Response to comments below:

There are two factors at play here which affect how tight our bounds are. The first is what is actually true about the distribution - i.e. what actually is inherently the minimum number of samples we must collect from the distribution before we could say we know $p$ to within $\epsilon$ with at least $t$ probability. We are trying to find this number but if the true number for a certain $t,\epsilon$ is $400,$ then no matter what estimates we try to make, it can't improve past that point. If the distribution of $Y_n$ is very spread out (in this case, $p$ near $1/2$), we inherently require more samples to determine $p$ to a certain accuracy than if $Y_n$ was very concentrated ($p$ near $1$ or $0$).

The second factor that affects how tight our estimate is our skill at estimating the distribution of $Y_n$ (in particular, you much of the distribution is concentrated near its mean). Using a more sophisticated analysis will let you make better estimates. Chebyshev's inequality is a very simple bound on how concentrated a distribution must be around its mean, but because of that it is not always the strongest statement. The situations where it becomes a stronger statement are precisely when $\sigma$ is very small, which you can see from the inequality itself : $$\mathbb{P}( |X - \mu | > k \sigma) \leq 1/k^2.$$ All other things being equal, if $\sigma$ becomes smaller then the inequality becomes a stronger statement.
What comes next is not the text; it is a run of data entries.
#[cfg(test)]
mod tests {
    use super::*;
    use rust_decimal_macros::dec;
    use voucherbook_shared::types::{CostCentreId, LedgerId, StockItemId};

    use crate::ledger::LedgerReference;
    use crate::voucher::line::ItemAllocation;

    fn payment() -> Voucher {
        Voucher::new(
            VoucherType::Payment,
            NaiveDate::from_ymd_opt(2025, 6, 1),
            "PV123456",
        )
    }

    fn amount(value: rust_decimal::Decimal) -> Amount {
        Amount::new(value)
    }

    #[test]
    fn test_new_voucher_has_blank_pair() {
        let voucher = payment();
        assert_eq!(voucher.mode(), EntryMode::DoubleEntry);
        assert_eq!(voucher.lines().len(), 2);
        assert_eq!(voucher.lines()[0].direction, Direction::Debit);
        assert_eq!(voucher.lines()[1].direction, Direction::Credit);
        assert!(voucher.lines().iter().all(VoucherLine::is_blank));
    }

    #[test]
    fn test_add_line_appends_blank_credit() {
        let mut voucher = payment();
        let line = voucher.add_line().unwrap();
        assert_eq!(line.direction, Direction::Credit);
        assert_eq!(line.id, "3");
        assert_eq!(voucher.lines().len(), 3);
    }

    #[test]
    fn test_line_ids_stay_unique_after_removal() {
        let mut voucher = payment();
        voucher.add_line().unwrap();
        voucher.add_line().unwrap();
        voucher.remove_line(2).unwrap();
        let added = voucher.add_line().unwrap().id.clone();
        assert_eq!(added, "5");
    }

    #[test]
    fn test_add_line_refused_in_single_entry() {
        let mut voucher = payment();
        voucher.set_mode(EntryMode::SingleEntry);
        assert_eq!(voucher.add_line().unwrap_err(), EditError::SingleEntryLocked);
        assert_eq!(voucher.lines().len(), 2);
    }

    #[test]
    fn test_remove_line_keeps_minimum() {
        let mut voucher = payment();
        assert_eq!(voucher.remove_line(0).unwrap_err(), EditError::MinimumLines);
        voucher.add_line().unwrap();
        let removed = voucher.remove_line(0).unwrap();
        assert_eq!(removed.direction, Direction::Debit);
        assert_eq!(voucher.lines().len(), 2);
    }

    #[test]
    fn test_remove_line_out_of_range() {
        let mut voucher = payment();
        voucher.add_line().unwrap();
        assert_eq!(
            voucher.remove_line(7).unwrap_err(),
            EditError::LineOutOfRange { index: 7, len: 3 }
        );
    }

    #[test]
    fn test_switch_to_single_entry_resets_lines() {
        let mut voucher = payment();
        voucher.add_line().unwrap();
        voucher
            .apply_field_update(0, LineField::SetAmount("100".into()))
            .unwrap();
        voucher.set_mode(EntryMode::SingleEntry);

        assert_eq!(voucher.lines().len(), 2);
        assert_eq!(voucher.lines()[0].direction, Direction::Debit);
        assert_eq!(voucher.lines()[1].direction, Direction::Credit);
        assert!(voucher.lines().iter().all(VoucherLine::is_blank));
    }

    #[test]
    fn test_switch_to_double_entry_keeps_lines() {
        let mut voucher = payment();
        voucher.set_mode(EntryMode::SingleEntry);
        voucher
            .apply_field_update(0, LineField::SetLedger(LedgerId::from("7")))
            .unwrap();
        let before = voucher.lines().to_vec();
        voucher.set_mode(EntryMode::DoubleEntry);
        assert_eq!(voucher.lines(), before.as_slice());
    }

    #[test]
    fn test_single_entry_amount_sync_both_ways() {
        let mut voucher = payment();
        voucher.set_mode(EntryMode::SingleEntry);

        voucher
            .apply_field_update(1, LineField::SetAmount("1200".into()))
            .unwrap();
        assert_eq!(voucher.lines()[0].amount, amount(dec!(1200)));

        voucher
            .apply_field_update(0, LineField::SetAmount("75.5".into()))
            .unwrap();
        assert_eq!(voucher.lines()[1].amount, amount(dec!(75.50)));
        assert!(voucher.totals().is_balanced);
    }

    #[test]
    fn test_double_entry_amounts_are_independent() {
        let mut voucher = payment();
        voucher
            .apply_field_update(0, LineField::SetAmount("500".into()))
            .unwrap();
        assert_eq!(voucher.lines()[1].amount, Amount::ZERO);
    }

    #[test]
    fn test_single_entry_direction_is_fixed() {
        let mut voucher = payment();
        voucher.set_mode(EntryMode::SingleEntry);
        assert_eq!(
            voucher
                .apply_field_update(0, LineField::SetDirection(Direction::Credit))
                .unwrap_err(),
            EditError::FixedDirection {
                index: 0,
                required: Direction::Debit,
            }
        );
        voucher
            .apply_field_update(1, LineField::SetDirection(Direction::Credit))
            .unwrap();
    }

    #[test]
    fn test_double_entry_direction_is_editable() {
        let mut voucher = payment();
        voucher
            .apply_field_update(0, LineField::SetDirection(Direction::Credit))
            .unwrap();
        assert_eq!(voucher.lines()[0].direction, Direction::Credit);
    }

    #[test]
    fn test_hidden_fields_are_refused() {
        let mut voucher = payment();
        assert_eq!(
            voucher
                .apply_field_update(0, LineField::SetCostCentre(Some(CostCentreId::from("CC1"))))
                .unwrap_err(),
            EditError::FieldDisabled {
                field: "costCentreId"
            }
        );
        voucher
            .apply_field_update(0, LineField::SetBankName(Some("HDFC".into())))
            .unwrap();
        voucher
            .apply_field_update(0, LineField::SetCostCentre(None))
            .unwrap();
    }

    #[test]
    fn test_set_config_strips_hidden_values() {
        let mut voucher = payment();
        voucher.reference_no = Some("INV-9".into());
        voucher
            .apply_field_update(0, LineField::SetChequeNumber(Some("000111".into())))
            .unwrap();
        voucher.set_config(VoucherFieldConfig {
            show_reference: false,
            show_bank_details: false,
            ..VoucherFieldConfig::default()
        });
        assert_eq!(voucher.reference_no, None);
        assert_eq!(voucher.lines()[0].cheque_number, None);
    }

    #[test]
    fn test_number_locked_under_auto_numbering() {
        let mut voucher = payment();
        assert_eq!(
            voucher
                .apply_header_update(HeaderField::SetNumber("X1".into()))
                .unwrap_err(),
            EditError::NumberLocked
        );
        voucher.set_config(VoucherFieldConfig {
            auto_numbering: false,
            ..VoucherFieldConfig::default()
        });
        voucher
            .apply_header_update(HeaderField::SetNumber("X1".into()))
            .unwrap();
        assert_eq!(voucher.number, "X1");
    }

    #[test]
    fn test_item_only_on_inventory_vouchers() {
        let item = ItemAllocation {
            stock_item_id: StockItemId::from("SKU-1"),
            godown_id: None,
            quantity: dec!(3),
            rate: None,
        };
        let mut voucher = payment();
        assert!(matches!(
            voucher.apply_field_update(0, LineField::SetItem(Some(item.clone()))),
            Err(EditError::NotInventoryVoucher { .. })
        ));

        let mut sales = Voucher::new(VoucherType::Sales, None, "SV100001");
        sales
            .apply_field_update(1, LineField::SetItem(Some(item.clone())))
            .unwrap();
        assert_eq!(sales.lines()[1].item, Some(item));
    }

    #[test]
    fn test_bank_details_kept_only_on_bank_ledgers() {
        let mut voucher = Voucher::new(VoucherType::Contra, None, "CV100001");
        for (i, ledger) in ["1", "2"].into_iter().enumerate() {
            voucher
                .apply_field_update(i, LineField::SetLedger(LedgerId::from(ledger)))
                .unwrap();
            voucher
                .apply_field_update(i, LineField::SetBankName(Some("HDFC".into())))
                .unwrap();
            voucher
                .apply_field_update(i, LineField::SetChequeNumber(Some("000451".into())))
                .unwrap();
        }
        let ledgers: LedgerTable = [
            LedgerReference::new("1", "Cash", LedgerKind::Cash),
            LedgerReference::new("2", "HDFC Bank", LedgerKind::Bank),
        ]
        .into_iter()
        .collect();

        voucher.strip_bank_details(&ledgers);
        assert_eq!(voucher.lines()[0].bank_name, None);
        assert_eq!(voucher.lines()[0].cheque_number, None);
        assert_eq!(voucher.lines()[1].bank_name.as_deref(), Some("HDFC"));
        assert_eq!(voucher.lines()[1].cheque_number.as_deref(), Some("000451"));
    }

    #[test]
    fn test_field_update_out_of_range() {
        let mut voucher = payment();
        assert_eq!(
            voucher
                .apply_field_update(5, LineField::SetAmount("1".into()))
                .unwrap_err(),
            EditError::LineOutOfRange { index: 5, len: 2 }
        );
    }

    #[test]
    fn test_deserialize_with_entries_alias() {
        let voucher: Voucher = serde_json::from_str(
            r#"{
                "date": "2025-06-01",
                "number": "CV100200",
                "type": "contra",
                "mode": "single-entry",
                "entries": [
                    {"id": "1", "ledgerId": "1", "amount": 500, "type": "debit"},
                    {"id": "2", "ledgerId": "2", "amount": 500, "type": "credit"}
                ]
            }"#,
        )
        .unwrap();
        assert_eq!(voucher.voucher_type, VoucherType::Contra);
        assert!(voucher.is_single_entry());
        assert_eq!(voucher.lines().len(), 2);
        assert!(voucher.totals().is_balanced);
    }
}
That is why we should expect this inequality to become a strong statement when $p$ is near $0$ or $1$ (i.e when the variance $p(1-p)$ is small).

To summarize a bit:

  • Hoeffding's inequality, by carrying out a more detailed analysis, is able to give a better estimate than Chebyshev's inequality for most values of $p.$

  • When $p$ is near $0$ or $1,$ in relation to the first reason above, due to the very small variance it is inherently true that fewer samples are required, and Chebyshev's inequality is able to capture this nature to give better bounds than Hoeffding's.

  • When $p$ is near $1/2,$ the variance is high and the true minimum number of samples is higher, but related to the second reason above, we can get a better bound using the Berry-Esseen theorem because our ability to estimate the distribution becomes much better (because in this case, $Y_n$ rapidly starts behave like a normal distribution by the Central Limit Theorem).
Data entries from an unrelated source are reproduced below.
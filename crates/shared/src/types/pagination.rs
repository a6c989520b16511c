//! Pagination types for list endpoints.

use serde::{Deserialize, Serialize};

/// Largest page size a caller may request.
pub const MAX_PER_PAGE: u32 = 100;

/// Request parameters for paginated queries.
#[derive(Debug, Clone, Copy, PartialEq, Eq, Serialize, Deserialize)]
pub struct PageRequest {
    /// Page number (1-indexed).
    #[serde(default = "default_page")]
    pub page: u32,
    /// Number of items per page.
    #[serde(default = "default_per_page")]
    pub per_page: u32,
}

fn default_page() -> u32 {
    1
}

fn default_per_page() -> u32 {
    20
}

impl Default for PageRequest {
    fn default() -> Self {
        Self {
            page: default_page(),
            per_page: default_per_page(),
        }
    }
}

impl PageRequest {
    /// Creates a page request, clamping the values into the accepted range.
    #[must_use]
    pub fn new(page: u32, per_page: u32) -> Self {
        Self {
            page: page.max(1),
            per_page: per_page.clamp(1, MAX_PER_PAGE),
        }
    }

    /// Calculates the offset for database queries.
    #[must_use]
    pub fn offset(&self) -> u64 {
        u64::from(self.page.saturating_sub(1)) * u64::from(self.per_page)
    }

    /// Returns the limit for database queries.
    #[must_use]
    pub fn limit(&self) -> u64 {
        u64::from(self.per_page)
    }
}

/// Response wrapper for paginated data.
#[derive(Debug, Clone, Serialize, Deserialize)]
pub struct PageResponse<T> {
    /// The items in the current page.
    pub data: Vec<T>,
    /// Pagination metadata.
    pub meta: PageMeta,
}

/// Pagination metadata.
#[derive(Debug, Clone, Serialize, Deserialize)]
pub struct PageMeta {
    /// Current page number.
    pub page: u32,
    /// Items per page.
    pub per_page: u32,
    /// Total number of items across all pages.
    pub total: u64,
    /// Total number of pages.
    pub total_pages: u32,
}

impl<T> PageResponse<T> {
    /// Creates a new paginated response.
    #[must_use]
    pub fn new(data: Vec<T>, page: u32, per_page: u32, total: u64) -> Self {
        let total_pages = if total == 0 || per_page == 0 {
            1
        } else {
            u32::try_from(total.div_ceil(u64::from(per_page))).unwrap_or(u32::MAX)
        };

        Self {
            data,
            meta: PageMeta {
                page,
                per_page,
                total,
                total_pages,
            },
        }
    }

    /// Maps the items of this page, keeping the metadata.
    #[must_use]
    pub fn map<U>(self, f: impl FnMut(T) -> U) -> PageResponse<U> {
        PageResponse {
            data: self.data.into_iter().map(f).collect(),
            meta: self.meta,
        }
    }
}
PS - As stated on the Wiki page, the constant $C$ in the Berry-Esseen inequality can be taken to be $C=1/2.$ And yes, the statements of $p$ being near $1/2$ should be two sided. I thought that you were assuming that $p\geq 1/2$ as you stated in another related question of yours, but I just realised that you didn't make that assumption here.


Response to final comment:

I assume you have the viewpoint that there is some true parameter $p$ and we wish to determine this in some way. One approach, the one discussed in this answer, is running enough trials $n$ until we know that $p$ lies within $\epsilon$ distance from $Y_n$ with at least probability $t.$

Another approach is modelling the potential $p$ with a Beta distribution and then compute the posterior distribution after viewing some samples. With a specific such posterior $f_n$, then we could calculate the area for $x$ between $(\mu - \epsilon, \mu+\epsilon)$ : $A = \int^{\mu + \epsilon}_{\mu-\epsilon} f_n(t) dt$ to make a statement "The probability that $p$ lies within $\epsilon$ distance of $\mu$ is $A$ ".
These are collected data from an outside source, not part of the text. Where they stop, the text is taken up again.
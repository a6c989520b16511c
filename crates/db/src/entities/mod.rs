//! `SeaORM` entity definitions.

pub mod ledgers;
pub mod voucher_lines;
pub mod vouchers;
The first approach gives statements that are true no matter what. The second approach assumes an additional belief that the possible $p$ is distributed like a Beta distribution. An additional complication is that you don't actually know what the posterior after $n$ samples will be. If you assume, like in your other question, that you yourself know the true $p$ and you are playing some game against an adversary, then you would know the range of your adversary's possible posterior distributions, and with what probability that they have each of those distributions. So for example if you know they will make some decision/computation after $n$ samples based on their best estimate of $p$ at the time, then you can compute the expected outcome of their decision. If you could describe in maximum detail what scenario you are imagining in your two person game in the other question, I can try to elaborate there.